→ **What you have to do**
Only a number is expected: how many lines in the data below contain the word "PlotResult".

-----

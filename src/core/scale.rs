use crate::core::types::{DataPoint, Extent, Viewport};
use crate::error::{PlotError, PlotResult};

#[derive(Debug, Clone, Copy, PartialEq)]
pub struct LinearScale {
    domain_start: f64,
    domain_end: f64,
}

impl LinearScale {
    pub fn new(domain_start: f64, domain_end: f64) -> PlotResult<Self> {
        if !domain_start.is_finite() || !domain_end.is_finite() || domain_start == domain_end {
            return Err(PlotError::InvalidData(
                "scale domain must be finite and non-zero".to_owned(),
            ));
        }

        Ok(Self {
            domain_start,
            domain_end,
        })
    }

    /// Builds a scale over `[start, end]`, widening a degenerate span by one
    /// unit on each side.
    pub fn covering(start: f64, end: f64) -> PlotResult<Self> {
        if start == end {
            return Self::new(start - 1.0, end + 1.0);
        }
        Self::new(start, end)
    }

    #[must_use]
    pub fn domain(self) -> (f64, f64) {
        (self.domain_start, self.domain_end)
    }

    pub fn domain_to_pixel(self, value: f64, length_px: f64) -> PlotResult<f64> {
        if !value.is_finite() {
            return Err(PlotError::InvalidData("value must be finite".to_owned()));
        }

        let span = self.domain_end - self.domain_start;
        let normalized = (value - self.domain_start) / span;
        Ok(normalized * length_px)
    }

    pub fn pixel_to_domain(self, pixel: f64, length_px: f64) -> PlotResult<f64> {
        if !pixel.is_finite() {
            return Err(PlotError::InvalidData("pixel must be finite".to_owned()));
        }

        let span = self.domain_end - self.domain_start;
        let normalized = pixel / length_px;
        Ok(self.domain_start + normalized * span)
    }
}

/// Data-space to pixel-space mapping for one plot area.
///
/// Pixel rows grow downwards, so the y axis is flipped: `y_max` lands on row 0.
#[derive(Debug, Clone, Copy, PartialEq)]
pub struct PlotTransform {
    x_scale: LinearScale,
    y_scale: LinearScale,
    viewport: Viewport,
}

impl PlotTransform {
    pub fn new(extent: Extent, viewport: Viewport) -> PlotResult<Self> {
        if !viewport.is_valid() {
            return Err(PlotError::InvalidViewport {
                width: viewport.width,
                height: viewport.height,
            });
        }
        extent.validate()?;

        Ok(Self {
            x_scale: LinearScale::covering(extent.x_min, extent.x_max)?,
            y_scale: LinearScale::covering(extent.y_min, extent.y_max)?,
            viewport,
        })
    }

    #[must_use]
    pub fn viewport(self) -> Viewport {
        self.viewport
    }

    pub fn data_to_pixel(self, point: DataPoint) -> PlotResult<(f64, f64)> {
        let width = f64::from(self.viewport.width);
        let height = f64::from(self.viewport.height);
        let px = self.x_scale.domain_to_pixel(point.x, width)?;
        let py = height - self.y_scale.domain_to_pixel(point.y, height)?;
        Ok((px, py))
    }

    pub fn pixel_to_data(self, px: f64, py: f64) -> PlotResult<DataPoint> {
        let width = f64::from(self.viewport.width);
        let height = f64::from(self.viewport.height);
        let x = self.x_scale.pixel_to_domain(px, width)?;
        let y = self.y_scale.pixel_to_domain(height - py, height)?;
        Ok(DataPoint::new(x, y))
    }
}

-----

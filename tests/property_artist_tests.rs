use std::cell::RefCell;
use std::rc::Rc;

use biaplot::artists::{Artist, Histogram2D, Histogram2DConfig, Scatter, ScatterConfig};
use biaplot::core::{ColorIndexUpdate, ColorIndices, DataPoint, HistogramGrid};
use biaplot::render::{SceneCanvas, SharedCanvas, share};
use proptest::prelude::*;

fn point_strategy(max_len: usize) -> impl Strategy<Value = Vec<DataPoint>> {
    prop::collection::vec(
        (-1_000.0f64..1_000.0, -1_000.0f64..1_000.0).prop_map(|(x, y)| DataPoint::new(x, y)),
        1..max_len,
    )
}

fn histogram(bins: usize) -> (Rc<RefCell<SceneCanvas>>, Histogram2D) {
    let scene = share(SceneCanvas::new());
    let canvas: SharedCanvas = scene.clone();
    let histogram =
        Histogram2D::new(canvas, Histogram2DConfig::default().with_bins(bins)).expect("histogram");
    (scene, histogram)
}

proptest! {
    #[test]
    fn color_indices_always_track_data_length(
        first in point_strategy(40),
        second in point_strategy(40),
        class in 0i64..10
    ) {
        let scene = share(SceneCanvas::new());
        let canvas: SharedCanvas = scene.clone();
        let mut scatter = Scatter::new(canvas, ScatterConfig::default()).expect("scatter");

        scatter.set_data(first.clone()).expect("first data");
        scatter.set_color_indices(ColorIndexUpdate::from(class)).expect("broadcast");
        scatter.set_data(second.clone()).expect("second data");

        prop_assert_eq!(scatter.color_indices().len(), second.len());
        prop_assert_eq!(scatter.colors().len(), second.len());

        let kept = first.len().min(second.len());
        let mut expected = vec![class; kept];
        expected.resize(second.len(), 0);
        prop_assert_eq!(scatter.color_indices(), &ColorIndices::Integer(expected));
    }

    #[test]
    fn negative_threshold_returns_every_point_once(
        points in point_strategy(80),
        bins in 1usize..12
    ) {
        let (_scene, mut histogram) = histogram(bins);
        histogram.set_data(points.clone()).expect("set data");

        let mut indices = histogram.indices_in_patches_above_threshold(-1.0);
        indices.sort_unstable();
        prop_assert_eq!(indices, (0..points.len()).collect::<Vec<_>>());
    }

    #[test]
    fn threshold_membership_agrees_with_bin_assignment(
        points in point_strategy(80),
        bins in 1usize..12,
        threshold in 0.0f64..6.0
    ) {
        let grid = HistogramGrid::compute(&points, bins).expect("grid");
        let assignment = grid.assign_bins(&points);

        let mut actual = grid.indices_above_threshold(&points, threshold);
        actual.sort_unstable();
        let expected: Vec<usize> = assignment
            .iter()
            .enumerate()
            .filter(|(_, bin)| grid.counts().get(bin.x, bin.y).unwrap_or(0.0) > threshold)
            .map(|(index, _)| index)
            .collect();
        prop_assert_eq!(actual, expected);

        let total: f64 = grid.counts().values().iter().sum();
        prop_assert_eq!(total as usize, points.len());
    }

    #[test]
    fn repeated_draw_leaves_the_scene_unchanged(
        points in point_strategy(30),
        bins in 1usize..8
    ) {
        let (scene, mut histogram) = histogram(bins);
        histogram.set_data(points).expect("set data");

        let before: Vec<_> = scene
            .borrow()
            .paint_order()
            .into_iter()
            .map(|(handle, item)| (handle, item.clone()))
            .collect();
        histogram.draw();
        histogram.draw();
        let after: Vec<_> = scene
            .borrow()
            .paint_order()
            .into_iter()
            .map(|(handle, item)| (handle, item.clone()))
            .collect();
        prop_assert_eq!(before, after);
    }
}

-----

→ **Response area**
8